But if the state stands out as a petri dish of divergent strains of conservatism, the Republican primary for governor in 2022 is poised to test the limits of their peaceful co-existence.
The question in Nebraska — as it is in other heavily Republican swaths of the country — isn’t if a Republican must be supportive of Trump to win an open statewide office. They almost certainly must be. It’s whether just supporting Trump is good enough — or if, in the reddest of states in the new GOP, only the Trumpiest candidate can win.
In Nebraska, that means whether any institutionalist Republican — even a pro-Trump one — can beat Charles Herbster, the wealthy rancher, and friend of Trump who not only supported him but went so far as to attend the Jan. 6 rally in Washington that preceded the riot at the Capitol.
In a field that may include one former governor and several other mainstream Republicans, said Ryan Horn, a Republican media strategist based in Omaha, “The problem is you get four or five people running and they all divide up the vote, and the chest-thumper has a floor of 20 or 25 percent, maybe, saying, ‘They’re all a bunch of pussy communists,’ and then Trump endorses him.”
He said, “You’re going to get a really good case study of just how much can a Donald Trump endorsement standing alone in a Republican state do for somebody.”
Nebraska represents a different — and perhaps more significant — kind of lab test for Republicans than more highly publicized contests that have pitted outspoken Trump critics against his loyalists in other states. This is not neighboring Wyoming, where Republican Rep. Liz Cheney has faced ongoing recriminations for her vote to impeach Trump, or Texas, where at least one Republican is running on an anti-Trump platform in a special congressional election.
There is no prominent Republican running as the anti-Trump candidate. Instead, for traditional Republicans who supported the former president to varying degrees, the contest will serve as a measure of what level of fealty is required — and how significant a factor the former president will be in crowded primaries.
More than a year ahead of the gubernatorial race in Nebraska, Trump has not yet endorsed. An adviser to the former president said “nothing imminent” is coming.
But the expectation is that Trump eventually will support Herbster, according to interviews with about a dozen party officials and strategists in recent days. Corey Lewandowski, a former Trump campaign manager, is advising him, according to multiple Republicans familiar with the campaign. And the combination of Herbster’s wealth and ties to Trump is already framing the earliest stages of the race.
Earlier this month, the Omaha World-Herald reported that former Gov. Dave Heineman was considering running, a development confirmed by sources who have spoken with him.

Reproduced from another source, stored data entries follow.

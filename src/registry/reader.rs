// ==========================================
// 参数注册表 - 流水线只读接口
// ==========================================
// 职责: 为处理流水线提供带类型的只读取值
// 实现者: ParameterRegistry / ValueSnapshot
// ==========================================

use crate::domain::value::{ParamValue, ValueMap};
use crate::registry::error::{RegistryError, RegistryResult};
use crate::registry::store::ParameterRegistry;
use serde::Serialize;

// ==========================================
// ParameterReader Trait
// ==========================================
pub trait ParameterReader {
    /// 原始值
    fn value(&self, key: &str) -> RegistryResult<&ParamValue>;

    fn get_bool(&self, key: &str) -> RegistryResult<bool> {
        let value = self.value(key)?;
        value.as_bool().ok_or_else(|| mismatch(key, "bool", value))
    }

    fn get_i64(&self, key: &str) -> RegistryResult<i64> {
        let value = self.value(key)?;
        value.as_i64().ok_or_else(|| mismatch(key, "int", value))
    }

    /// 整数会提升为浮点
    fn get_f64(&self, key: &str) -> RegistryResult<f64> {
        let value = self.value(key)?;
        value.as_f64().ok_or_else(|| mismatch(key, "float", value))
    }

    /// 可为 None 的数值参数（如滤波截止频率）
    fn get_opt_f64(&self, key: &str) -> RegistryResult<Option<f64>> {
        let value = self.value(key)?;
        if value.is_null() {
            return Ok(None);
        }
        value
            .as_f64()
            .map(Some)
            .ok_or_else(|| mismatch(key, "float or None", value))
    }

    fn get_str(&self, key: &str) -> RegistryResult<&str> {
        let value = self.value(key)?;
        value.as_str().ok_or_else(|| mismatch(key, "str", value))
    }

    /// 数值序列（list / tuple / set）
    fn get_f64_list(&self, key: &str) -> RegistryResult<Vec<f64>> {
        let value = self.value(key)?;
        value
            .as_seq()
            .and_then(|items| items.iter().map(ParamValue::as_f64).collect::<Option<Vec<_>>>())
            .ok_or_else(|| mismatch(key, "numeric sequence", value))
    }
}

fn mismatch(key: &str, expected: &'static str, actual: &ParamValue) -> RegistryError {
    RegistryError::TypeMismatch {
        key: key.to_string(),
        expected,
        actual: actual.value_type(),
    }
}

impl ParameterReader for ParameterRegistry {
    fn value(&self, key: &str) -> RegistryResult<&ParamValue> {
        self.get(key)
    }
}

// ==========================================
// ValueSnapshot - 当前值的只读快照
// ==========================================
#[derive(Debug, Clone, Default, PartialEq)]
pub struct ValueSnapshot {
    values: ValueMap,
}

impl ValueSnapshot {
    pub fn new(values: ValueMap) -> Self {
        Self { values }
    }

    pub fn as_map(&self) -> &ValueMap {
        &self.values
    }

    pub fn into_map(self) -> ValueMap {
        self.values
    }

    pub fn len(&self) -> usize {
        self.values.len()
    }

    pub fn is_empty(&self) -> bool {
        self.values.is_empty()
    }
}

impl ParameterReader for ValueSnapshot {
    fn value(&self, key: &str) -> RegistryResult<&ParamValue> {
        self.values
            .get(key)
            .ok_or_else(|| RegistryError::UnknownParameter(key.to_string()))
    }
}

impl Serialize for ValueSnapshot {
    fn serialize<S: serde::Serializer>(&self, serializer: S) -> Result<S::Ok, S::Error> {
        use serde::ser::{Error, SerializeMap};

        let mut map = serializer.serialize_map(Some(self.values.len()))?;
        for (key, value) in &self.values {
            let json = value.to_json().map_err(S::Error::custom)?;
            map.serialize_entry(key, &json)?;
        }
        map.end()
    }
}

impl ParameterRegistry {
    /// 当前值快照（参数表顺序）
    pub fn snapshot(&self) -> ValueSnapshot {
        ValueSnapshot::new(self.values())
    }
}

#[cfg(test)]
mod tests {
    use super::*;

    const SCHEMA: &str = "\
key;alias;group;default;unit;description;gui_type;gui_args
highpass;;Filter;1;Hz;;Slider;{'none_select': True}
lowpass;;Filter;None;Hz;;Float;{'none_select': True}
apply_ica;;ICA;True;;;Bool;
ica_method;;ICA;'fastica';;;Combo;{'options': ['fastica', 'picard']}
tfr_freqs;;Time-Frequency;np.linspace(2, 8, 4);Hz;;Func;
";

    #[test]
    fn test_typed_getters() {
        let reg = ParameterRegistry::from_schema_str(SCHEMA).unwrap();
        assert_eq!(reg.get_i64("highpass").unwrap(), 1);
        assert_eq!(reg.get_f64("highpass").unwrap(), 1.0);
        assert_eq!(reg.get_opt_f64("lowpass").unwrap(), None);
        assert!(reg.get_bool("apply_ica").unwrap());
        assert_eq!(reg.get_str("ica_method").unwrap(), "fastica");
        assert_eq!(reg.get_f64_list("tfr_freqs").unwrap(), vec![2.0, 4.0, 6.0, 8.0]);

        assert!(matches!(
            reg.get_str("highpass"),
            Err(RegistryError::TypeMismatch { expected: "str", .. })
        ));
        assert!(matches!(
            reg.get_bool("nope"),
            Err(RegistryError::UnknownParameter(_))
        ));
    }

    #[test]
    fn test_snapshot_is_detached() {
        let mut reg = ParameterRegistry::from_schema_str(SCHEMA).unwrap();
        let snapshot = reg.snapshot();
        reg.set("ica_method", "picard".into()).unwrap();

        assert_eq!(snapshot.get_str("ica_method").unwrap(), "fastica");
        assert_eq!(reg.get_str("ica_method").unwrap(), "picard");
        assert_eq!(snapshot.len(), 5);

        let json = serde_json::to_value(&snapshot).unwrap();
        assert_eq!(json["apply_ica"], serde_json::json!(true));
    }
}
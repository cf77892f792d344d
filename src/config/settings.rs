// ==========================================
// 参数注册表 - 运行配置
// ==========================================
// 来源: 环境变量，未设置时取默认值
// - PARAM_REGISTRY_SCHEMA: 参数表文件（默认使用内置参数表）
// - PARAM_REGISTRY_DB: 预设库路径（默认用户数据目录）
// - PARAM_REGISTRY_PRESET: 当前预设名（默认 Default）
// ==========================================

use crate::config::error::StoreResult;
use crate::config::value_store::ValueStore;
use crate::importer::SchemaResult;
use crate::registry::ParameterRegistry;
use serde::Serialize;
use std::path::PathBuf;

pub const SCHEMA_ENV: &str = "PARAM_REGISTRY_SCHEMA";
pub const DB_ENV: &str = "PARAM_REGISTRY_DB";
pub const PRESET_ENV: &str = "PARAM_REGISTRY_PRESET";

pub const DEFAULT_PRESET: &str = "Default";
const DB_FILE_NAME: &str = "param_values.db";
const DATA_DIR_NAME: &str = "param-registry";

#[derive(Debug, Clone, PartialEq, Serialize)]
pub struct RegistrySettings {
    /// None 表示使用内置参数表
    pub schema_path: Option<PathBuf>,
    pub db_path: PathBuf,
    pub preset: String,
}

impl Default for RegistrySettings {
    fn default() -> Self {
        Self {
            schema_path: None,
            db_path: default_db_path(),
            preset: DEFAULT_PRESET.to_string(),
        }
    }
}

impl RegistrySettings {
    /// 从进程环境变量读取
    pub fn from_env() -> Self {
        Self::from_lookup(|name| std::env::var(name).ok())
    }

    /// 从任意变量来源读取（空白值视为未设置）
    pub fn from_lookup<F>(lookup: F) -> Self
    where
        F: Fn(&str) -> Option<String>,
    {
        let var = |name: &str| {
            lookup(name)
                .map(|v| v.trim().to_string())
                .filter(|v| !v.is_empty())
        };

        Self {
            schema_path: var(SCHEMA_ENV).map(PathBuf::from),
            db_path: var(DB_ENV).map(PathBuf::from).unwrap_or_else(default_db_path),
            preset: var(PRESET_ENV).unwrap_or_else(|| DEFAULT_PRESET.to_string()),
        }
    }

    /// 按配置加载参数表
    pub fn load_registry(&self) -> SchemaResult<ParameterRegistry> {
        match &self.schema_path {
            Some(path) => ParameterRegistry::load(path),
            None => ParameterRegistry::builtin(),
        }
    }

    /// 打开预设库（自动创建父目录）
    pub fn open_store(&self) -> StoreResult<ValueStore> {
        if let Some(parent) = self.db_path.parent() {
            if !parent.as_os_str().is_empty() {
                std::fs::create_dir_all(parent)?;
            }
        }
        ValueStore::new(&self.db_path)
    }
}

/// 默认预设库路径
///
/// 使用用户数据目录；无法获取时回退到当前目录
pub fn default_db_path() -> PathBuf {
    match dirs::data_dir() {
        Some(data_dir) => data_dir.join(DATA_DIR_NAME).join(DB_FILE_NAME),
        None => PathBuf::from(".").join(DB_FILE_NAME),
    }
}

#[cfg(test)]
mod tests {
    use super::*;
    use std::collections::HashMap;

    #[test]
    fn test_defaults_when_unset() {
        let settings = RegistrySettings::from_lookup(|_| None);
        assert_eq!(settings.schema_path, None);
        assert_eq!(settings.preset, "Default");
        assert!(settings.db_path.ends_with(DB_FILE_NAME));
    }

    #[test]
    fn test_values_from_lookup() {
        let vars: HashMap<&str, &str> = [
            (SCHEMA_ENV, "/tmp/params.csv"),
            (DB_ENV, " /tmp/values.db "),
            (PRESET_ENV, "   "),
        ]
        .into_iter()
        .collect();
        let settings = RegistrySettings::from_lookup(|name| vars.get(name).map(|v| v.to_string()));

        assert_eq!(settings.schema_path, Some(PathBuf::from("/tmp/params.csv")));
        assert_eq!(settings.db_path, PathBuf::from("/tmp/values.db"));
        assert_eq!(settings.preset, DEFAULT_PRESET);
    }

    #[test]
    fn test_open_store_creates_parent_dir() {
        let dir = tempfile::tempdir().unwrap();
        let settings = RegistrySettings {
            db_path: dir.path().join("nested").join(DB_FILE_NAME),
            ..RegistrySettings::default()
        };
        let store = settings.open_store().unwrap();
        assert!(store.list_presets().unwrap().is_empty());
        assert!(settings.db_path.exists());
    }
}
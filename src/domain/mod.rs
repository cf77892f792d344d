// ==========================================
// 参数注册表 - 领域模型层
// ==========================================
// 职责: 参数值模型、参数定义
// 红线: 不含文件解析逻辑，不含持久化逻辑
// ==========================================

pub mod definition;
pub mod value;

// 重导出核心类型
pub use definition::{ParameterDefinition, RawParamRow};
pub use value::{ParamValue, ValueMap, ValueType};
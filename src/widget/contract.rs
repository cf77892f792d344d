// ==========================================
// 参数注册表 - 控件契约
// ==========================================
// 职责: 每种控件统一提供 render / commit
// - render: 定义 + 当前值 → 可编辑视图（无副作用）
// - commit: 校验候选值，成功返回规整后的值，失败返回具体违反的约束
// 红线: commit 对任何输入都返回 Result，不 panic
// ==========================================

use crate::domain::definition::ParameterDefinition;
use crate::domain::value::{ParamValue, ValueType};
use crate::expr;
use crate::widget::error::{ValidationError, ValidationResult};
use crate::widget::kind::WidgetKind;
use crate::widget::view::{CheckItem, Control, EditableView};

/// 步长对齐判断的容差
const STEP_EPSILON: f64 = 1e-9;

// ==========================================
// WidgetContract Trait
// ==========================================
// 实现者: WidgetKind（封闭枚举）；GUI 前端可包装实现
pub trait WidgetContract {
    /// 生成可编辑视图
    fn render(&self, definition: &ParameterDefinition, current: &ParamValue) -> EditableView;

    /// 校验用户提交的值
    ///
    /// # 返回
    /// - Ok(ParamValue): 规整后的值（如 Float 控件收到整数时转为浮点）
    /// - Err(ValidationError): 违反的约束
    fn commit(
        &self,
        definition: &ParameterDefinition,
        proposed: ParamValue,
    ) -> ValidationResult<ParamValue>;
}

impl WidgetContract for WidgetKind {
    fn render(&self, definition: &ParameterDefinition, current: &ParamValue) -> EditableView {
        EditableView {
            key: definition.key.clone(),
            label: definition.label().to_string(),
            group: definition.group.clone(),
            unit: definition.unit.clone(),
            description: definition.description.clone(),
            kind: *self,
            is_null: current.is_null(),
            none_selectable: definition.widget_options.none_select,
            value_text: current.to_string(),
            control: render_control(*self, definition, current),
        }
    }

    fn commit(
        &self,
        definition: &ParameterDefinition,
        proposed: ParamValue,
    ) -> ValidationResult<ParamValue> {
        let opts = &definition.widget_options;
        if proposed.is_null() {
            return if opts.none_select {
                Ok(ParamValue::Null)
            } else {
                Err(ValidationError::NullNotAllowed)
            };
        }

        let kind = *self;
        match kind {
            WidgetKind::Bool => match proposed {
                ParamValue::Bool(_) => Ok(proposed),
                other => Err(ValidationError::wrong_type("bool", other.value_type())),
            },
            WidgetKind::Int => {
                let value = match proposed {
                    ParamValue::Int(v) => v,
                    ParamValue::Float(v) if v.fract() == 0.0 && v.abs() < i64::MAX as f64 => {
                        v as i64
                    }
                    other => return Err(ValidationError::wrong_type("int", other.value_type())),
                };
                check_number(kind, definition, value as f64)?;
                Ok(ParamValue::Int(value))
            }
            WidgetKind::Float => {
                let value = proposed
                    .as_f64()
                    .ok_or_else(|| ValidationError::wrong_type("float", proposed.value_type()))?;
                check_number(kind, definition, value)?;
                Ok(ParamValue::Float(value))
            }
            WidgetKind::Slider => {
                let value = proposed
                    .as_f64()
                    .ok_or_else(|| ValidationError::wrong_type("number", proposed.value_type()))?;
                check_number(kind, definition, value)?;
                Ok(proposed)
            }
            WidgetKind::String => match proposed {
                ParamValue::Str(_) => Ok(proposed),
                other => Err(ValidationError::wrong_type("str", other.value_type())),
            },
            WidgetKind::Combo => canonical_option(definition, &proposed),
            WidgetKind::CheckList => {
                let items = proposed
                    .as_seq()
                    .ok_or_else(|| ValidationError::wrong_type("list", proposed.value_type()))?;
                let mut selected: Vec<ParamValue> = Vec::with_capacity(items.len());
                for item in items {
                    let option = canonical_option(definition, item)?;
                    if !selected.contains(&option) {
                        selected.push(option);
                    }
                }
                Ok(ParamValue::List(selected))
            }
            WidgetKind::List => {
                let items = match proposed {
                    ParamValue::List(items) | ParamValue::Tuple(items) => items,
                    other => return Err(ValidationError::wrong_type("list", other.value_type())),
                };
                if let Some(bad) = items.iter().find(|v| {
                    !matches!(
                        v,
                        ParamValue::Str(_) | ParamValue::Int(_) | ParamValue::Float(_)
                    )
                }) {
                    return Err(ValidationError::MalformedContainer(format!(
                        "列表元素必须为字符串或数值: {}",
                        bad
                    )));
                }
                Ok(ParamValue::List(items))
            }
            WidgetKind::Tuple => {
                let items = match proposed {
                    ParamValue::Tuple(items) | ParamValue::List(items) => items,
                    other => return Err(ValidationError::wrong_type("tuple", other.value_type())),
                };
                if let ParamValue::Tuple(default_items) = &definition.default_value {
                    if default_items.len() != items.len() {
                        return Err(ValidationError::WrongArity {
                            expected: default_items.len(),
                            actual: items.len(),
                        });
                    }
                }
                if let Some(bad) = items
                    .iter()
                    .find(|v| v.as_seq().is_some() || v.as_dict().is_some())
                {
                    return Err(ValidationError::MalformedContainer(format!(
                        "元组元素不能为容器: {}",
                        bad
                    )));
                }
                Ok(ParamValue::Tuple(items))
            }
            WidgetKind::Dict => match proposed {
                ParamValue::Dict(map) => {
                    if let Some((key, _)) = map.iter().find(|(_, v)| v.is_marker()) {
                        return Err(ValidationError::MalformedContainer(format!(
                            "映射值必须为字面量: {}",
                            key
                        )));
                    }
                    Ok(ParamValue::Dict(map))
                }
                other => Err(ValidationError::wrong_type("dict", other.value_type())),
            },
            WidgetKind::MultiType => {
                let selected = proposed.value_type();
                check_type_allowed(definition, selected)?;
                if let Some(value) = proposed.as_f64() {
                    check_number(kind, definition, value)?;
                }
                Ok(proposed)
            }
            WidgetKind::Func => {
                let value = match proposed {
                    ParamValue::Str(text) => expr::evaluate_deferred(&text)?,
                    other => other,
                };
                match value {
                    ParamValue::Marker(_)
                    | ParamValue::Int(_)
                    | ParamValue::Float(_)
                    | ParamValue::List(_)
                    | ParamValue::Tuple(_)
                    | ParamValue::Set(_)
                    | ParamValue::Null => Ok(value),
                    other => Err(ValidationError::wrong_type(
                        "marker / sequence / number",
                        other.value_type(),
                    )),
                }
            }
        }
    }
}

/// MultiType: 按用户选定的类型解析文本后提交
///
/// # 参数
/// - selected: 用户选定的类型
/// - text: 输入框文本（str 类型不加引号也可）
pub fn commit_typed(
    definition: &ParameterDefinition,
    selected: ValueType,
    text: &str,
) -> ValidationResult<ParamValue> {
    check_type_allowed(definition, selected)?;

    let value = if selected == ValueType::Str {
        match expr::evaluate(text) {
            Ok(ParamValue::Str(s)) => ParamValue::Str(s),
            _ => ParamValue::Str(text.to_string()),
        }
    } else {
        coerce(expr::evaluate(text)?, selected)?
    };
    definition.widget_kind.commit(definition, value)
}

fn coerce(value: ParamValue, target: ValueType) -> ValidationResult<ParamValue> {
    let actual = value.value_type();
    match (target, value) {
        (t, v) if t == actual => Ok(v),
        (ValueType::Float, ParamValue::Int(v)) => Ok(ParamValue::Float(v as f64)),
        (ValueType::Int, ParamValue::Float(v)) if v.fract() == 0.0 && v.abs() < i64::MAX as f64 => {
            Ok(ParamValue::Int(v as i64))
        }
        (ValueType::List, ParamValue::Tuple(items) | ParamValue::Set(items)) => {
            Ok(ParamValue::List(items))
        }
        (ValueType::Tuple, ParamValue::List(items)) => Ok(ParamValue::Tuple(items)),
        (ValueType::Set, ParamValue::List(items) | ParamValue::Tuple(items)) => {
            Ok(ParamValue::set_from(items))
        }
        (target, _) => Err(ValidationError::wrong_type(target.to_string(), actual)),
    }
}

Heineman is not without Trump credentials. He was an honorary chair of Trump’s reelection campaign in Nebraska and sat on the board of directors of one of Herbster’s companies. And other contenders are already incorporating Trump into their early overtures to the electorate. In an introductory video for his campaign, Jim Pillen, a University of Nebraska regent and top-tier primary contender promised to “defend President Trump’s progress on growing our economy and fighting hard for the forgotten men and women Washington long left behind.”
But it will be hard for anyone to out-Trump Herbster, who served as the former president’s top agricultural adviser in 2016 and chaired the Farmers and Ranchers for Trump committee in 2020. He gave more than $1.1 million to pro-Trump groups during the 2020 campaign and attended the rally at the Capitol on Jan. 6. He said he left Washington before the ensuing riot.
Nebraska relishes a degree of independence from traditional Republican orthodoxy. Its legislature is nonpartisan and unicameral, and voters in Bacon’s district gave an electoral vote to Joe Biden last year — something that has happened for a Democrat in Nebraska only twice over the past half-century.
For Republicans in Nebraska, said former Rep. Brad Ashford, the Democrat who lost his seat to Bacon in 2016, “I don’t think you have to be Trump all the time … Nebraska Republicans are much more moderate than the party.”
Or as state Sen. Brett Lindstrom of Omaha put it, “You don’t have to be the Trumpiest Trumpster of the bunch.”
That lane, said Lindstrom, who is preparing for his own likely run for governor, is undeniably Herbster’s. But Lindstrom, who like most Republicans supported Trump, believes any endorsement in the gubernatorial race is unlikely to be determinative.
“People are pretty independent,” he said. “They’re business owners … You care about your family, some neighbors, your community, that’s what matters to people. I don’t think it’s whether you support Trump or not. It is kind of what we can do for Nebraska, not necessarily what Trump can do for Nebraska.”
If Trump does put his thumb on the scale, the calculation for those who don’t receive his blessing will become more complicated — especially if the size of the field swells. In 2014, now-Gov. Pete Ricketts, who is termed out, won the state’s multi-candidate primary with just over a quarter of the primary vote. The fear of some traditionalist Republicans in Nebraska is that if too many of them run, Herbster may have a sufficiently high floor of single-minded Trump loyalists to do the same.
To prevent that, according to multiple Republicans familiar with the dynamics of the race, every other candidate will labor to split the vote in the expansive, heavily Republican, and rural western part of the state, hoping to dilute Herbster’s strength there while running up their own numbers in the more populous eastern part of the state that is home to Lincoln and Omaha. If Herbster could win with a plurality of the vote, according to that thinking, so could any of the other contenders.
It’s possible the race for governor, where taxes, jobs, schools, and the economy are front of mind, may not become as nationalized as federal races are. Bryan Slone, the Nebraska Chamber of Commerce president who ran for governor in 2014 and is considering running again, said that all of the contenders are “pretty consistent with core conservative Republican values” and “probably pretty supportive of Trump’s policies.”
Because of that, he said, “you distinguish yourself by your vision of the future and the specific things you think the state has to accomplish. And those are bigger than just the federal political issues right now.”
Lindstrom, 40, will appeal to the electorate on generational grounds, among other issues. Pillen, a pork producer, has ties to agriculture in the state.
Jessica Flanagain, a top adviser to Ricketts who is now advising Pillen, said Nebraska is small enough that “people expect to meet, know and size up the candidates on the issues that matter to them.”
“Endorsements are a factor, but not the only factor,” she said. “In a world where all politics is national, governor’s races are still local.”
Still, Trump carried Nebraska by nearly 20 percentage points, and his imprimatur, like elsewhere, is currently Republican gold. In a statewide primary, the 3rd congressional district, which spans most of the state outside of Omaha and Lincoln and covers all or parts of 75 counties, can prove decisive. And Herbster is already targeting its western reaches.
Kolene Woodward, the party chair in Scotts Bluff County, a Trump stronghold at the western edge of the state, said Herbster plans to address her local party on April 27.
Of Pillen, she said, “A lot of people out here were impressed that he was a pig farmer.”
But if a candidate can get Trump’s endorsement, Woodward said, “that’s going to be huge, huge, huge.”
“In Nebraska,” she said, “that is a really big deal.”